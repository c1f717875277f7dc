//! Spherical-earth primitives used across the geo-analysis backend.
//!
//! Everything here is pure and allocation free: great-circle distance via the
//! Haversine formula, a coarse cardinal heading between two points, and the
//! rounding helper used when coordinates become cache or storage keys.
//!
//! ```
//! use geodesy::{GeoPoint, haversine_meters};
//!
//! let colombo = GeoPoint::new(6.9271, 79.8612);
//! let kandy = GeoPoint::new(7.2906, 80.6337);
//! let metres = haversine_meters(colombo, kandy);
//! assert!((94_000.0..96_000.0).contains(&metres));
//! ```
#![expect(
    clippy::float_arithmetic,
    reason = "great-circle maths is inherently floating point"
)]

use std::fmt;

use serde::{Deserialize, Serialize};

/// Mean Earth radius in metres used by [`haversine_meters`].
pub const EARTH_RADIUS_METERS: f64 = 6_371_000.0;

/// A latitude/longitude pair in decimal degrees (WGS84).
///
/// No range validation happens here; callers that accept untrusted input
/// validate before constructing points.
#[derive(Debug, Clone, Copy, PartialEq, Serialize, Deserialize)]
pub struct GeoPoint {
    /// Latitude in decimal degrees.
    pub latitude: f64,
    /// Longitude in decimal degrees.
    pub longitude: f64,
}

impl GeoPoint {
    /// Build a point from latitude and longitude.
    #[must_use]
    pub const fn new(latitude: f64, longitude: f64) -> Self {
        Self {
            latitude,
            longitude,
        }
    }
}

/// Great-circle distance between two points in metres.
///
/// `a = sin²(Δφ/2) + cos φ1 · cos φ2 · sin²(Δλ/2)`, `c = 2·atan2(√a, √(1−a))`,
/// `d = R·c`.
#[must_use]
pub fn haversine_meters(from: GeoPoint, to: GeoPoint) -> f64 {
    let phi1 = from.latitude.to_radians();
    let phi2 = to.latitude.to_radians();
    let delta_phi = (to.latitude - from.latitude).to_radians();
    let delta_lambda = (to.longitude - from.longitude).to_radians();

    let half_phi = (delta_phi / 2.0).sin();
    let half_lambda = (delta_lambda / 2.0).sin();
    let raw = half_phi.mul_add(half_phi, phi1.cos() * phi2.cos() * half_lambda * half_lambda);
    // Rounding can push `a` a hair outside [0, 1] for antipodal points.
    let a = raw.clamp(0.0, 1.0);
    let c = 2.0 * a.sqrt().atan2((1.0 - a).sqrt());
    EARTH_RADIUS_METERS * c
}

/// Great-circle distance between two points in kilometres.
#[must_use]
pub fn haversine_km(from: GeoPoint, to: GeoPoint) -> f64 {
    haversine_meters(from, to) / 1_000.0
}

/// Round `value` to `decimals` decimal places.
#[must_use]
pub fn round_to(value: f64, decimals: u8) -> f64 {
    let factor = 10_f64.powi(i32::from(decimals));
    (value * factor).round() / factor
}

/// One of the four principal compass directions.
#[derive(Debug, Clone, Copy, PartialEq, Eq, Hash, Serialize, Deserialize)]
#[serde(rename_all = "snake_case")]
pub enum CardinalDirection {
    /// Increasing latitude.
    North,
    /// Decreasing latitude.
    South,
    /// Increasing longitude.
    East,
    /// Decreasing longitude.
    West,
}

impl CardinalDirection {
    /// Choose the dominant heading from `from` towards `to`.
    ///
    /// Compares the absolute latitude and longitude deltas; ties resolve to
    /// the north/south axis. Identical points resolve to [`Self::North`].
    #[must_use]
    pub fn between(from: GeoPoint, to: GeoPoint) -> Self {
        let delta_lat = to.latitude - from.latitude;
        let delta_lon = to.longitude - from.longitude;
        if delta_lat.abs() >= delta_lon.abs() {
            if delta_lat < 0.0 { Self::South } else { Self::North }
        } else if delta_lon < 0.0 {
            Self::West
        } else {
            Self::East
        }
    }

    /// Lower-case English name, e.g. `"north"`.
    #[must_use]
    pub const fn as_str(self) -> &'static str {
        match self {
            Self::North => "north",
            Self::South => "south",
            Self::East => "east",
            Self::West => "west",
        }
    }
}

impl fmt::Display for CardinalDirection {
    fn fmt(&self, f: &mut fmt::Formatter<'_>) -> fmt::Result {
        f.write_str(self.as_str())
    }
}

#[cfg(test)]
mod tests {
    //! Distance, heading, and rounding behaviour.

    use super::*;
    use rstest::rstest;

    const EPSILON_M: f64 = 1e-6;

    #[rstest]
    #[case(GeoPoint::new(6.9271, 79.8612), GeoPoint::new(7.2906, 80.6337))]
    #[case(GeoPoint::new(6.0535, 80.2210), GeoPoint::new(9.6615, 80.0255))]
    #[case(GeoPoint::new(-33.8688, 151.2093), GeoPoint::new(51.5074, -0.1278))]
    fn distance_is_symmetric(#[case] a: GeoPoint, #[case] b: GeoPoint) {
        let forward = haversine_meters(a, b);
        let backward = haversine_meters(b, a);
        assert!((forward - backward).abs() < EPSILON_M);
    }

    #[rstest]
    #[case(GeoPoint::new(6.9271, 79.8612))]
    #[case(GeoPoint::new(0.0, 0.0))]
    #[case(GeoPoint::new(89.9, -179.9))]
    fn distance_to_self_is_zero(#[case] point: GeoPoint) {
        assert!(haversine_meters(point, point).abs() < EPSILON_M);
    }

    #[test]
    fn one_degree_of_latitude_is_about_111_km() {
        let km = haversine_km(GeoPoint::new(0.0, 0.0), GeoPoint::new(1.0, 0.0));
        assert!((km - 111.19).abs() < 0.01, "got {km}");
    }

    #[test]
    fn antipodal_points_do_not_produce_nan() {
        let metres = haversine_meters(GeoPoint::new(0.0, 0.0), GeoPoint::new(0.0, 180.0));
        assert!(metres.is_finite());
        assert!((metres - std::f64::consts::PI * EARTH_RADIUS_METERS).abs() < 1.0);
    }

    #[rstest]
    #[case(GeoPoint::new(7.0, 80.0), CardinalDirection::North)]
    #[case(GeoPoint::new(5.0, 80.0), CardinalDirection::South)]
    #[case(GeoPoint::new(6.0, 81.0), CardinalDirection::East)]
    #[case(GeoPoint::new(6.0, 79.0), CardinalDirection::West)]
    #[case(GeoPoint::new(6.5, 80.5), CardinalDirection::North)]
    fn heading_follows_dominant_axis(#[case] to: GeoPoint, #[case] expected: CardinalDirection) {
        let from = GeoPoint::new(6.0, 80.0);
        assert_eq!(CardinalDirection::between(from, to), expected);
    }

    #[rstest]
    #[case(6.927_149, 4, 6.9271)]
    #[case(79.861_26, 4, 79.8613)]
    #[case(-0.000_04, 4, -0.0)]
    fn rounding_uses_requested_precision(
        #[case] value: f64,
        #[case] decimals: u8,
        #[case] expected: f64,
    ) {
        assert!((round_to(value, decimals) - expected).abs() < 1e-12);
    }
}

....................

**THE PROBLEM:** Please give back exactly the lines of this listing beginning at the line with "let half_phi = (delta_phi / 2.0).sin();" and ending with the line with "pub fn between(from: GeoPoint, to: GeoPoint)", both included, and nothing else.

**COMPLETED EXERCISE:**
    let half_phi = (delta_phi / 2.0).sin();
    let half_lambda = (delta_lambda / 2.0).sin();
    let raw = half_phi.mul_add(half_phi, phi1.cos() * phi2.cos() * half_lambda * half_lambda);
    // Rounding can push `a` a hair outside [0, 1] for antipodal points.
    let a = raw.clamp(0.0, 1.0);
    let c = 2.0 * a.sqrt().atan2((1.0 - a).sqrt());
    EARTH_RADIUS_METERS * c
}

/// Great-circle distance between two points in kilometres.
#[must_use]
pub fn haversine_km(from: GeoPoint, to: GeoPoint) -> f64 {
    haversine_meters(from, to) / 1_000.0
}

/// Round `value` to `decimals` decimal places.
#[must_use]
pub fn round_to(value: f64, decimals: u8) -> f64 {
    let factor = 10_f64.powi(i32::from(decimals));
    (value * factor).round() / factor
}

/// One of the four principal compass directions.
#[derive(Debug, Clone, Copy, PartialEq, Eq, Hash, Serialize, Deserialize)]
#[serde(rename_all = "snake_case")]
pub enum CardinalDirection {
    /// Increasing latitude.
    North,
    /// Decreasing latitude.
    South,
    /// Increasing longitude.
    East,
    /// Decreasing longitude.
    West,
}

impl CardinalDirection {
    /// Choose the dominant heading from `from` towards `to`.
    ///
    /// Compares the absolute latitude and longitude deltas; ties resolve to
    /// the north/south axis. Identical points resolve to [`Self::North`].
    #[must_use]
    pub fn between(from: GeoPoint, to: GeoPoint) -> Self {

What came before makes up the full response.